The awfulness displayed above is a wonder to behold. Even if it were correct, the suggested solution would still bear no resemblance to the Methods curriculum, and it would still be unreadable. And the answer is not close to correct.

To be fair, The Report warns that its sample answers are “not intended to be exemplary or complete”. So perhaps they just forgot the further warning, that their answers are also not intended to be correct or comprehensible.

It is abundantly clear that the VCAA is incapable of putting together a coherent curriculum, let alone one that is even minimally engaging. Apparently it is even too much to expect the examiners to be familiar with their own crappy curriculum, and to be able to examine it, and to report on it, fairly and accurately.

Ignoring for the moment the sheer crap of even thinking to find the derivative of y=log(x) using an inverse function and not the actual definition of the logarithm function as the area underneath a y=1/x graph (oops, guess I failed to ignore something, don’t tell VCAA…) this type of multiple choice question feels just a bit too familiar for VCAA Methods exams.

Although the sample size (n=2) is too small to draw a meaningful conclusion, the NHT exams do seem to require more leaps of logic (thankfully mostly valid) than what Victorian Methods students have become accustomed to.

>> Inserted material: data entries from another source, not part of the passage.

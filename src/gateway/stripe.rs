//! Stripe payment-intent client.
//!
//! - Base URL: `https://api.stripe.com` (override with `STRIPE_API_BASE`)
//! - Authentication: secret key as bearer token
//! - Requests are form-encoded, responses are JSON

use std::sync::Arc;

use async_trait::async_trait;
use secrecy::{ExposeSecret, SecretString};
use serde::Deserialize;
use tracing::instrument;

use super::{GatewayError, PaymentGateway, PaymentIntent};
use crate::{config::PaymentConfig, retry::RetryPolicy};

#[derive(Clone)]
pub struct StripeGateway {
    inner: Arc<StripeGatewayInner>,
}

struct StripeGatewayInner {
    client: reqwest::Client,
    secret_key: SecretString,
    api_base: String,
    currency: String,
    retry: RetryPolicy,
}

#[derive(Deserialize)]
struct IntentResponse {
    id: String,
    client_secret: Option<String>,
}

#[derive(Deserialize)]
struct ErrorEnvelope {
    error: ErrorBody,
}

#[derive(Deserialize)]
struct ErrorBody {
    message: Option<String>,
}

impl StripeGateway {
    /// # Errors
    ///
    /// Returns error if the HTTP client fails to build.
    pub fn new(config: &PaymentConfig, retry: RetryPolicy) -> Result<Self, GatewayError> {
        let client = reqwest::Client::builder().timeout(config.timeout).build()?;

        Ok(Self {
            inner: Arc::new(StripeGatewayInner {
                client,
                secret_key: config.secret_key.clone(),
                api_base: config.api_base.trim_end_matches('/').to_string(),
                currency: config.currency.clone(),
                retry,
            }),
        })
    }

    async fn post_intent(
        &self,
        amount: i64,
        idempotency_key: &str,
    ) -> Result<PaymentIntent, GatewayError> {
        let url = format!("{}/v1/payment_intents", self.inner.api_base);
        let amount = amount.to_string();
        let form = [
            ("amount", amount.as_str()),
            ("currency", self.inner.currency.as_str()),
            ("automatic_payment_methods[enabled]", "true"),
        ];

        let response = self
            .inner
            .client
            .post(&url)
            .bearer_auth(self.inner.secret_key.expose_secret())
            .header("Idempotency-Key", idempotency_key)
            .form(&form)
            .send()
            .await?;

        let status = response.status();
        if !status.is_success() {
            return Err(parse_error(response).await);
        }

        let body: IntentResponse = response
            .json()
            .await
            .map_err(|e| GatewayError::Parse(format!("Failed to parse response: {e}")))?;
        let client_secret = body
            .client_secret
            .ok_or_else(|| GatewayError::Parse("intent has no client_secret".into()))?;

        Ok(PaymentIntent {
            id: body.id,
            client_secret,
        })
    }
}

#[async_trait]
impl PaymentGateway for StripeGateway {
    #[instrument(skip(self, idempotency_key))]
    async fn create_intent(
        &self,
        amount: i64,
        idempotency_key: &str,
    ) -> Result<PaymentIntent, GatewayError> {
        self.inner
            .retry
            .run("create_payment_intent", || {
                self.post_intent(amount, idempotency_key)
            })
            .await
    }
}

async fn parse_error(response: reqwest::Response) -> GatewayError {
    let status = response.status().as_u16();

    if status == 429 {
        let retry_after = response
            .headers()
            .get("Retry-After")
            .and_then(|v| v.to_str().ok())
            .and_then(|s| s.parse().ok())
            .unwrap_or(1);
        return GatewayError::RateLimited(retry_after);
    }

    let text = response.text().await.unwrap_or_default();
    GatewayError::Api {
        status,
        message: error_message(&text),
    }
}

fn error_message(body: &str) -> String {
    serde_json::from_str::<ErrorEnvelope>(body)
        .ok()
        .and_then(|envelope| envelope.error.message)
        .unwrap_or_else(|| body.to_string())
}

#[cfg(test)]
mod tests {
    use crate::retry::Transient;

    use super::*;

    #[test]
    fn error_message_prefers_gateway_message() {
        let body = r#"{"error":{"type":"invalid_request_error","message":"Amount must be at least $0.50 usd"}}"#;
        assert_eq!(error_message(body), "Amount must be at least $0.50 usd");
        assert_eq!(error_message("upstream down"), "upstream down");
    }

    #[test]
    fn server_errors_and_rate_limits_are_transient() {
        let server = GatewayError::Api {
            status: 503,
            message: "unavailable".into(),
        };
        let client = GatewayError::Api {
            status: 400,
            message: "bad amount".into(),
        };
        assert!(server.is_transient());
        assert!(GatewayError::RateLimited(1).is_transient());
        assert!(!client.is_transient());
        assert!(!GatewayError::Parse("x".into()).is_transient());
    }

    #[test]
    fn rate_limit_carries_retry_after_hint() {
        assert_eq!(
            GatewayError::RateLimited(7).retry_after(),
            Some(std::time::Duration::from_secs(7))
        );
        let server = GatewayError::Api {
            status: 503,
            message: "unavailable".into(),
        };
        assert_eq!(server.retry_after(), None);
    }
}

This is perhaps a reflection on the superiority of Mathematical education of the intended candidates more than anything else, but I suspect continuing this rant would involve preaching to the choir.

Thanks, Number 8. Certainly, defining log(x) as an integral is easier, although I can understand the reasons to first (pseudo)define e

^{x}, with log(x) as the inverse. What I can’t understand is the failure to be more explicit and systematic about inverses.I haven’t looked carefully at the NHT exams, though I can believe they’re at least somewhat deeper than the Victorian VCE exams. If true, it would certainly be interesting to know why.

What I really want to know is who gives the guidance to the setters of the NHT papers and if this is a different person to the November papers. In the IB world there was one chief examiner for the subject but several deputies. The exams (2 May and 1 November) were all comparable in difficulty but there was quite a difference between timezone 1 and timezone 2 for the May exams. I will leave it to others to ponder why.

I suspect the opposite is happening with VCE NHT, namely that the papers are deliberately different.

While on the subject of neing systematic about inverses (which I wasn’t but you were) I do sometimes wonder if the need doesn’t run much deeper, into functions more generally and their treatment, not just inverse functions. The jump from Year 10 to 11 seems wide in this regard and perhaps without good reason?

VCAA’s issues with quality, consistency and transparency know no bounds.

Regarding functions, inverses and so forth, I’d actually prefer *less* focus on functions and function notation. Most of the function content in VCE is fetishistic, and pointless and needlessly confusing for secondary students. I may do a post on this. But the main issue for this post is that the inverse material, and all material, should be presented in a clear and considered manner, which is not the case. And, the material should be examined in the form in it is presented and learned, which is also not the case.